How many lines in the records below contain "index"? Answer with the number alone.
==============================
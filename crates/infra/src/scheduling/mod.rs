//! Background workers
//!
//! - [`ConnectivityWatcher`]: polls a connectivity probe and feeds the
//!   result into the engine
//! - [`BackgroundSyncScheduler`]: runs a delayed sync for each registered
//!   background-sync tag
//!
//! Both workers track their join handle, cancel through a
//! `CancellationToken` and bound `stop()` with a join timeout.

pub mod background_sync;
pub mod connectivity_watcher;
mod error;

pub use background_sync::{
    BackgroundSyncHandle, BackgroundSyncScheduler, BackgroundSyncSchedulerConfig,
    UnsupportedBackgroundSync,
};
pub use connectivity_watcher::{ConnectivityWatcher, ConnectivityWatcherConfig};
pub use error::{SchedulerError, SchedulerResult};
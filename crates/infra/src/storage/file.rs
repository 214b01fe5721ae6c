//! File-per-section storage backend
//!
//! Each section lives in `<root>/<key>.json`. Writes go to a sibling
//! `.json.tmp` file which is fsynced and then renamed over the target, so a
//! crash mid-write leaves the previous section intact.

use std::fs;
use std::io::{self, Write};
use std::path::{Path, PathBuf};

use carebridge_common::error::CommonError;
use carebridge_core::{StorageBackend, StorageError};
use parking_lot::Mutex;
use tracing::{debug, instrument};

use crate::errors::InfraError;

const SECTION_EXTENSION: &str = "json";
const TEMP_EXTENSION: &str = "json.tmp";

/// Stores every offline section as its own JSON file
#[derive(Debug)]
pub struct FileStorage {
    root: PathBuf,
    // Serializes writers so two saves of one section never share a temp file
    write_lock: Mutex<()>,
}

impl FileStorage {
    /// Open (and create if needed) the storage directory
    ///
    /// # Errors
    /// Returns [`StorageError::Unavailable`] when the directory cannot be
    /// created.
    #[instrument(skip_all, fields(root = %root.as_ref().display()))]
    pub fn open(root: impl AsRef<Path>) -> Result<Self, StorageError> {
        let root = root.as_ref().to_path_buf();
        fs::create_dir_all(&root).map_err(|err| StorageError::from(InfraError::from(err)))?;
        debug!("file storage opened");
        Ok(Self { root, write_lock: Mutex::new(()) })
    }

    pub fn root(&self) -> &Path {
        &self.root
    }

    fn section_path(&self, key: &str) -> Result<PathBuf, StorageError> {
        validate_key(key)?;
        Ok(self.root.join(format!("{key}.{SECTION_EXTENSION}")))
    }
}

fn validate_key(key: &str) -> Result<(), StorageError> {
    let valid = !key.is_empty()
        && key.chars().all(|c| c.is_ascii_alphanumeric() || c == '-' || c == '_');
    if valid {
        Ok(())
    } else {
        Err(CommonError::validation("key", format!("'{key}' is not a valid section key")).into())
    }
}

fn write_failed(key: &str, err: &io::Error) -> StorageError {
    StorageError::WriteFailed { key: key.to_string(), message: err.to_string() }
}

impl StorageBackend for FileStorage {
    fn read(&self, key: &str) -> Result<Option<String>, StorageError> {
        let path = self.section_path(key)?;
        match fs::read_to_string(&path) {
            Ok(contents) => Ok(Some(contents)),
            Err(err) if err.kind() == io::ErrorKind::NotFound => Ok(None),
            Err(err) => Err(StorageError::Unavailable(format!(
                "failed to read {}: {err}",
                path.display()
            ))),
        }
    }

    fn write(&self, key: &str, value: &str) -> Result<(), StorageError> {
        let path = self.section_path(key)?;
        let temp_path = self.root.join(format!("{key}.{TEMP_EXTENSION}"));
        let _guard = self.write_lock.lock();

        let mut file = fs::OpenOptions::new()
            .write(true)
            .create(true)
            .truncate(true)
            .open(&temp_path)
            .map_err(|err| write_failed(key, &err))?;
        file.write_all(value.as_bytes()).map_err(|err| write_failed(key, &err))?;
        file.sync_all().map_err(|err| write_failed(key, &err))?;
        drop(file);

        fs::rename(&temp_path, &path).map_err(|err| write_failed(key, &err))?;
        debug!(key, bytes = value.len(), "section written");
        Ok(())
    }

    fn remove(&self, key: &str) -> Result<(), StorageError> {
        let path = self.section_path(key)?;
        let _guard = self.write_lock.lock();
        match fs::remove_file(&path) {
            Ok(()) => Ok(()),
            Err(err) if err.kind() == io::ErrorKind::NotFound => Ok(()),
            Err(err) => Err(write_failed(key, &err)),
        }
    }

    fn backend_name(&self) -> &'static str {
        "file"
    }
}
//! Integration tests for `carebridge_common::error`.
//!
//! These suites validate classification and module error delegation so the
//! storage, execution and configuration layers report failures the same way.

use std::time::Duration;

use carebridge_common::error::{CommonError, CommonResult, ErrorClassification, ErrorSeverity};
use carebridge_common::{impl_error_classification, impl_error_conversion};
use thiserror::Error;

#[derive(Debug, Error)]
enum SectionError {
    #[error("section '{0}' is locked by another writer")]
    Locked(String),

    #[error("section payload rejected: {0}")]
    Rejected(String),

    #[error(transparent)]
    Common(#[from] CommonError),
}

impl_error_conversion!(SectionError, Common);

impl_error_classification!(SectionError, Common,
    Self::Locked(_) => {
        retryable: true,
        severity: ErrorSeverity::Warning,
        critical: false,
        retry_after: Some(Duration::from_millis(50)),
    },
    Self::Rejected(_) => {
        retryable: false,
        severity: ErrorSeverity::Error,
        critical: false,
    }
);

fn parse_section(raw: &str) -> Result<serde_json::Value, SectionError> {
    Ok(serde_json::from_str(raw)?)
}

/// Validates that `CommonError` classification surfaces the expected
/// retryable, severity, and criticality combinations for each variant.
#[test]
fn classification_matrix_matches_expected_contract() {
    let cases = vec![
        (CommonError::config("missing base url"), false, ErrorSeverity::Error, false),
        (CommonError::serialization("JSON", "trailing comma"), false, ErrorSeverity::Error, false),
        (CommonError::persistence("disk full"), true, ErrorSeverity::Error, false),
        (
            CommonError::timeout("crm request", Duration::from_secs(3)),
            true,
            ErrorSeverity::Warning,
            false,
        ),
        (CommonError::validation("tag", "empty"), false, ErrorSeverity::Error, false),
        (
            CommonError::not_found("section", Some("offlineData".into())),
            false,
            ErrorSeverity::Info,
            false,
        ),
        (CommonError::unsupported("background-sync"), false, ErrorSeverity::Info, false),
        (CommonError::internal("broken invariant"), false, ErrorSeverity::Critical, true),
    ];

    for (err, retryable, severity, critical) in cases {
        assert_eq!(err.is_retryable(), retryable, "retryable mismatch for {err}");
        assert_eq!(err.severity(), severity, "severity mismatch for {err}");
        assert_eq!(err.is_critical(), critical, "critical mismatch for {err}");
        assert_eq!(err.retry_after(), None);
    }
}

#[test]
fn module_error_delegates_common_classification() {
    let err = SectionError::from(CommonError::timeout("write", Duration::from_secs(1)));
    assert!(err.is_retryable());
    assert_eq!(err.severity(), ErrorSeverity::Warning);
    assert_eq!(err.to_string(), "write timed out after 1s");
}

/// Validates `impl_error_classification!` behavior for module-specific
/// variants.
///
/// Assertions:
/// - Confirms `Locked` is retryable with the declared `retry_after`.
/// - Confirms `Rejected` falls back to `None` for `retry_after`.
#[test]
fn module_specific_variants_use_declared_classification() {
    let locked = SectionError::Locked("pendingActions".into());
    assert!(locked.is_retryable());
    assert_eq!(locked.retry_after(), Some(Duration::from_millis(50)));

    let rejected = SectionError::Rejected("not an array".into());
    assert!(!rejected.is_retryable());
    assert_eq!(rejected.retry_after(), None);
    assert_eq!(rejected.severity(), ErrorSeverity::Error);
}

#[test]
fn conversion_macro_routes_serde_errors_through_common() {
    let err = parse_section("{oops").unwrap_err();
    match err {
        SectionError::Common(CommonError::Serialization { format, .. }) => {
            assert_eq!(format, "JSON");
        }
        other => panic!("unexpected error: {other:?}"),
    }

    let io = std::io::Error::new(std::io::ErrorKind::PermissionDenied, "read-only volume");
    let err = SectionError::from(io);
    assert!(matches!(err, SectionError::Common(CommonError::Persistence { .. })));
}

#[test]
fn common_result_alias_propagates_with_question_mark() {
    fn load(raw: &str) -> CommonResult<serde_json::Value> {
        Ok(serde_json::from_str(raw)?)
    }

    assert!(load("[1,2,3]").is_ok());
    assert!(load("[1,2").is_err());
}

#[test]
fn severity_serializes_lowercase() {
    let encoded = serde_json::to_string(&ErrorSeverity::Critical).unwrap();
    assert_eq!(encoded, "\"critical\"");
}
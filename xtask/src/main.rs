//! Development automation tasks for the CareBridge workspace.
//!
//! Run with: `cargo xtask <command>`
//!
//! This is a CLI tool for developers, so `println!` and `eprintln!` are
//! used for user-facing output rather than structured logging.

#![allow(clippy::print_stdout, clippy::print_stderr)]

use std::env;
use std::process::{Command, ExitCode};

use anyhow::Context;

mod features;

fn main() -> ExitCode {
    let task = env::args().nth(1);

    let result = match task.as_deref() {
        Some("ci") => run_ci(),
        Some("fmt") => run_fmt(),
        Some("clippy") => run_clippy(),
        Some("test") => run_test(),
        Some("deny") => run_external_tool("deny", &["check"]),
        Some("audit") => run_external_tool("audit", &[]),
        Some("test-features") => features::test_feature_matrix(),
        Some("help") | None => {
            print_help();
            Ok(())
        }
        Some(unknown) => {
            eprintln!("Unknown task: {unknown}");
            eprintln!();
            print_help();
            Err(anyhow::anyhow!("Unknown task"))
        }
    };

    match result {
        Ok(()) => ExitCode::SUCCESS,
        Err(e) => {
            eprintln!("Task failed: {e}");
            ExitCode::FAILURE
        }
    }
}

fn print_help() {
    println!("CareBridge Development Tasks");
    println!();
    println!("USAGE:");
    println!("    cargo xtask <TASK>");
    println!();
    println!("TASKS:");
    println!("    ci             Run all CI checks");
    println!("                   (fmt, clippy, test-features, test, deny, audit)");
    println!("    fmt            Check Rust code formatting");
    println!("    clippy         Run Clippy lints");
    println!("    test           Run all tests");
    println!("    test-features  Verify the common/core feature matrix compiles");
    println!("    deny           Check dependencies with cargo-deny");
    println!("    audit          Audit dependencies for security vulnerabilities");
    println!("    help           Show this help message");
}

/// Run all CI checks in sequence
fn run_ci() -> anyhow::Result<()> {
    let steps: [(&str, fn() -> anyhow::Result<()>); 6] = [
        ("Checking Rust format", run_fmt),
        ("Running Clippy", run_clippy),
        ("Checking feature combinations", features::test_feature_matrix),
        ("Running tests", run_test),
        ("Checking dependencies", || run_external_tool("deny", &["check"])),
        ("Auditing dependencies", || run_external_tool("audit", &[])),
    ];

    println!("==> Running CI checks...");
    for (index, (label, step)) in steps.iter().enumerate() {
        println!("\n==> Step {}/{}: {label}...", index + 1, steps.len());
        step()?;
    }

    println!("\n✓ All CI checks passed!");
    Ok(())
}

/// Run `cargo <args>` and fail with `message` on a non-zero exit
pub(crate) fn cargo(args: &[&str], message: &str) -> anyhow::Result<()> {
    let status = Command::new("cargo")
        .args(args)
        .status()
        .with_context(|| format!("Failed to run cargo {}", args.join(" ")))?;

    if !status.success() {
        anyhow::bail!("{message}");
    }
    Ok(())
}

fn run_fmt() -> anyhow::Result<()> {
    cargo(&["fmt", "--all", "--", "--check"], "Format check failed. Run 'cargo fmt --all' to fix.")
}

fn run_clippy() -> anyhow::Result<()> {
    cargo(
        &["clippy", "--workspace", "--all-targets", "--all-features", "--", "-D", "warnings"],
        "Clippy run failed. See output above.",
    )
}

fn run_test() -> anyhow::Result<()> {
    cargo(&["test", "--workspace", "--all-features"], "Tests failed")
}

/// Run an optional cargo subcommand such as `cargo deny`
fn run_external_tool(tool: &str, args: &[&str]) -> anyhow::Result<()> {
    let installed = Command::new("cargo")
        .args([tool, "--version"])
        .output()
        .is_ok_and(|output| output.status.success());

    if !installed {
        eprintln!("cargo-{tool} is not installed.");
        eprintln!("Install it with: cargo install cargo-{tool}");
        anyhow::bail!("cargo-{tool} not found");
    }

    let mut full = vec![tool];
    full.extend_from_slice(args);
    cargo(&full, &format!("cargo-{tool} found issues"))
}
//! Online/offline state with edge detection
//!
//! No debouncing: every change of state is one edge, so rapid flapping
//! produces one event per transition.

use carebridge_domain::ConnectivityEdge;
use tokio::sync::watch;
use tracing::info;

pub struct ConnectivityMonitor {
    state: watch::Sender<bool>,
}

impl ConnectivityMonitor {
    pub fn new(initially_online: bool) -> Self {
        let (state, _) = watch::channel(initially_online);
        Self { state }
    }

    pub fn is_online(&self) -> bool {
        *self.state.borrow()
    }

    /// Record the platform's connectivity signal
    ///
    /// Returns the edge when the state actually changed, `None` otherwise.
    pub fn set_online(&self, online: bool) -> Option<ConnectivityEdge> {
        let changed = self.state.send_if_modified(|current| {
            if *current == online {
                false
            } else {
                *current = online;
                true
            }
        });

        if !changed {
            return None;
        }

        let edge =
            if online { ConnectivityEdge::WentOnline } else { ConnectivityEdge::WentOffline };
        info!(?edge, "Connectivity changed");
        Some(edge)
    }

    /// Receiver that observes every published state
    pub fn subscribe(&self) -> watch::Receiver<bool> {
        self.state.subscribe()
    }
}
==============================
TASK RESULT » 2